-- Provided data --
####

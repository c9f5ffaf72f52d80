use axum::{
    Json,
    http::StatusCode,
    response::{IntoResponse, Response},
};
use serde::Serialize;
use serde_json::Value;
use thiserror::Error;

#[derive(Debug, Error)]
pub enum AppError {
    #[error("Validation error: {0}")]
    ValidationError(#[from] validator::ValidationErrors),

    #[error("Bad request: {0}")]
    BadRequest(anyhow::Error),

    #[error("Not found: {0}")]
    NotFound(anyhow::Error),

    #[error("Conflict: {0}")]
    Conflict(anyhow::Error),

    #[error("Internal server error: {0}")]
    InternalError(#[from] anyhow::Error),

    #[error("Service Unavailable")]
    ServiceUnavailable,

    #[error("Database error: {0}")]
    DatabaseError(anyhow::Error),

    #[error("Configuration error: {0}")]
    ConfigError(anyhow::Error),
}

impl AppError {
    pub fn not_found(entity: &str, id: &str) -> Self {
        AppError::NotFound(anyhow::anyhow!("{} not found: {}", entity, id))
    }

    pub fn status_code(&self) -> StatusCode {
        match self {
            AppError::ValidationError(_) | AppError::BadRequest(_) => StatusCode::BAD_REQUEST,
            AppError::NotFound(_) => StatusCode::NOT_FOUND,
            AppError::Conflict(_) => StatusCode::CONFLICT,
            AppError::ServiceUnavailable => StatusCode::SERVICE_UNAVAILABLE,
            AppError::InternalError(_) | AppError::DatabaseError(_) | AppError::ConfigError(_) => {
                StatusCode::INTERNAL_SERVER_ERROR
            }
        }
    }
}

/// Flatten validator output into `"field: message"` lines, sorted for stable output.
pub fn validation_messages(errors: &validator::ValidationErrors) -> Vec<String> {
    let mut messages: Vec<String> = errors
        .field_errors()
        .into_iter()
        .flat_map(|(field, errs)| {
            errs.iter().map(move |e| {
                let detail = e
                    .message
                    .as_ref()
                    .map(|m| m.to_string())
                    .unwrap_or_else(|| e.code.to_string());
                format!("{}: {}", field, detail)
            })
        })
        .collect();
    messages.sort();
    messages
}

impl From<config::ConfigError> for AppError {
    fn from(err: config::ConfigError) -> Self {
        AppError::ConfigError(anyhow::Error::new(err))
    }
}

impl From<std::io::Error> for AppError {
    fn from(err: std::io::Error) -> Self {
        AppError::InternalError(anyhow::Error::new(err))
    }
}

impl From<mongodb::error::Error> for AppError {
    fn from(err: mongodb::error::Error) -> Self {
        AppError::DatabaseError(anyhow::Error::new(err))
    }
}

impl From<mongodb::bson::ser::Error> for AppError {
    fn from(err: mongodb::bson::ser::Error) -> Self {
        AppError::InternalError(anyhow::Error::new(err))
    }
}

impl IntoResponse for AppError {
    fn into_response(self) -> Response {
        #[derive(Serialize)]
        struct ErrorResponse {
            error: String,
            #[serde(skip_serializing_if = "Option::is_none")]
            details: Option<Value>,
        }

        let status = self.status_code();

        let (error_message, details) = match self {
            AppError::ValidationError(err) => (
                "Validation error".to_string(),
                Some(Value::from(validation_messages(&err))),
            ),
            AppError::BadRequest(err) => (err.to_string(), None),
            AppError::NotFound(err) => (err.to_string(), None),
            AppError::Conflict(err) => (err.to_string(), None),
            AppError::InternalError(err) => {
                tracing::error!(error = %err, "Internal server error");
                (
                    "Internal server error".to_string(),
                    Some(Value::from(format!("{:#}", err))),
                )
            }
            AppError::ServiceUnavailable => ("Service unavailable".to_string(), None),
            AppError::DatabaseError(err) => {
                tracing::error!(error = %err, "Database error");
                (
                    "Database error".to_string(),
                    Some(Value::from(err.to_string())),
                )
            }
            AppError::ConfigError(err) => (
                "Configuration error".to_string(),
                Some(Value::from(err.to_string())),
            ),
        };

        (
            status,
            Json(ErrorResponse {
                error: error_message,
                details,
            }),
        )
            .into_response()
    }
}

#[cfg(test)]
mod tests {
    use super::*;
    use validator::Validate;

    #[derive(Validate)]
    struct Sample {
        #[validate(length(min = 1, message = "Name is required"))]
        name: String,
        #[validate(range(min = 0.0))]
        amount: f64,
    }

    #[test]
    fn validation_errors_map_to_bad_request() {
        let err = Sample {
            name: String::new(),
            amount: 10.0,
        }
        .validate()
        .unwrap_err();
        let app_err = AppError::from(err);
        assert_eq!(app_err.status_code(), StatusCode::BAD_REQUEST);
    }

    #[test]
    fn validation_messages_name_each_field() {
        let err = Sample {
            name: String::new(),
            amount: -1.0,
        }
        .validate()
        .unwrap_err();

        let messages = validation_messages(&err);
        assert_eq!(messages.len(), 2);
        assert!(messages.contains(&"name: Name is required".to_string()));
        assert!(messages.contains(&"amount: range".to_string()));
    }

    #[test]
    fn status_codes_follow_error_category() {
        assert_eq!(
            AppError::not_found("Bike", "b-1").status_code(),
            StatusCode::NOT_FOUND
        );
        assert_eq!(
            AppError::Conflict(anyhow::anyhow!("taken")).status_code(),
            StatusCode::CONFLICT
        );
        assert_eq!(
            AppError::DatabaseError(anyhow::anyhow!("down")).status_code(),
            StatusCode::INTERNAL_SERVER_ERROR
        );
    }

    #[test]
    fn service_unavailable_renders_503() {
        let response = AppError::ServiceUnavailable.into_response();
        assert_eq!(response.status(), StatusCode::SERVICE_UNAVAILABLE);
    }

    #[test]
    fn not_found_message_names_entity() {
        let err = AppError::not_found("Payment", "p-42");
        assert_eq!(err.to_string(), "Not found: Payment not found: p-42");
    }
}
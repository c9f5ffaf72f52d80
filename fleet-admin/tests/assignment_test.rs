//! Assignment lifecycle and bike hand-off integration tests.

mod common;

use common::TestApp;
use serde_json::{json, Value};

#[tokio::test]
async fn create_assignment_claims_bike_and_populates() {
    let app = TestApp::spawn().await;
    let rider_id = app.create_rider().await;
    let bike_id = app.create_bike().await;
    let id = app.create_assignment(&rider_id, &bike_id).await;

    let body = app.json(&format!("/assignments/{}", id)).await;
    let assignment = &body["assignment"];
    assert_eq!(assignment["status"], "active");
    assert_eq!(assignment["paymentStatus"], "pending");
    assert_eq!(assignment["paidAmount"], 0.0);
    assert_eq!(assignment["rider"]["id"], rider_id.as_str());
    assert_eq!(assignment["bike"]["id"], bike_id.as_str());
    assert!(assignment["endDate"].as_str().unwrap().starts_with("2026-04-01"));

    let bike = app.json(&format!("/bikes/{}", bike_id)).await;
    assert_eq!(bike["bike"]["status"], "assigned");

    app.cleanup().await;
}

#[tokio::test]
async fn bike_cannot_be_assigned_twice() {
    let app = TestApp::spawn().await;
    let bike_id = app.create_bike().await;
    let first = app.create_rider().await;
    let second = app.create_rider().await;
    app.create_assignment(&first, &bike_id).await;

    let response = app
        .post(
            "/assignments",
            json!({
                "riderId": second,
                "bikeId": bike_id,
                "startDate": "2026-01-01",
                "tenureMonths": 1,
                "monthlyCharge": 500.0
            }),
        )
        .await;
    assert_eq!(response.status().as_u16(), 409);

    app.cleanup().await;
}

#[tokio::test]
async fn rider_cannot_hold_two_open_assignments() {
    let app = TestApp::spawn().await;
    let rider_id = app.create_rider().await;
    let first_bike = app.create_bike().await;
    let second_bike = app.create_bike().await;
    app.create_assignment(&rider_id, &first_bike).await;

    let response = app
        .post(
            "/assignments",
            json!({
                "riderId": rider_id,
                "bikeId": second_bike,
                "startDate": "2026-01-01",
                "tenureMonths": 1,
                "monthlyCharge": 500.0
            }),
        )
        .await;
    assert_eq!(response.status().as_u16(), 409);

    // The refused request must not have claimed the second bike
    let bike = app.json(&format!("/bikes/{}", second_bike)).await;
    assert_eq!(bike["bike"]["status"], "available");

    app.cleanup().await;
}

#[tokio::test]
async fn missing_rider_is_a_bad_request() {
    let app = TestApp::spawn().await;
    let bike_id = app.create_bike().await;

    let response = app
        .post(
            "/assignments",
            json!({
                "riderId": "no-such-rider",
                "bikeId": bike_id,
                "startDate": "2026-01-01",
                "tenureMonths": 1,
                "monthlyCharge": 500.0
            }),
        )
        .await;
    assert_eq!(response.status().as_u16(), 400);

    app.cleanup().await;
}

#[tokio::test]
async fn completing_assignment_releases_bike() {
    let app = TestApp::spawn().await;
    let rider_id = app.create_rider().await;
    let bike_id = app.create_bike().await;
    let id = app.create_assignment(&rider_id, &bike_id).await;

    let response = app
        .put(
            &format!("/assignments/{}", id),
            json!({ "status": "completed" }),
        )
        .await;
    assert!(response.status().is_success());

    let bike = app.json(&format!("/bikes/{}", bike_id)).await;
    assert_eq!(bike["bike"]["status"], "available");
    assert!(bike["bike"]["currentAssignmentId"].is_null());

    // Rider and bike are free for a new assignment
    app.create_assignment(&rider_id, &bike_id).await;

    app.cleanup().await;
}

#[tokio::test]
async fn tenure_change_moves_end_date() {
    let app = TestApp::spawn().await;
    let id = app.seed_assignment().await;

    let response = app
        .put(&format!("/assignments/{}", id), json!({ "tenureMonths": 6 }))
        .await;
    let body: Value = response.json().await.unwrap();
    assert!(body["assignment"]["endDate"]
        .as_str()
        .unwrap()
        .starts_with("2026-07-01"));

    app.cleanup().await;
}

#[tokio::test]
async fn delete_cancels_and_frees_bike() {
    let app = TestApp::spawn().await;
    let rider_id = app.create_rider().await;
    let bike_id = app.create_bike().await;
    let id = app.create_assignment(&rider_id, &bike_id).await;

    let response = app.delete(&format!("/assignments/{}", id)).await;
    assert!(response.status().is_success());
    let body: Value = response.json().await.unwrap();
    assert_eq!(body["assignment"]["status"], "cancelled");
    assert_eq!(body["assignment"]["isActive"], false);

    let bike = app.json(&format!("/bikes/{}", bike_id)).await;
    assert_eq!(bike["bike"]["status"], "available");

    let listed = app.json("/assignments").await;
    assert_eq!(listed["pagination"]["total"], 0);

    app.cleanup().await;
}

####

-- Work item --
Track down all lines above with the string "riderId" and copy them.

-- Result for this exercise --
                "riderId": second,
                "riderId": rider_id,
                "riderId": "no-such-rider",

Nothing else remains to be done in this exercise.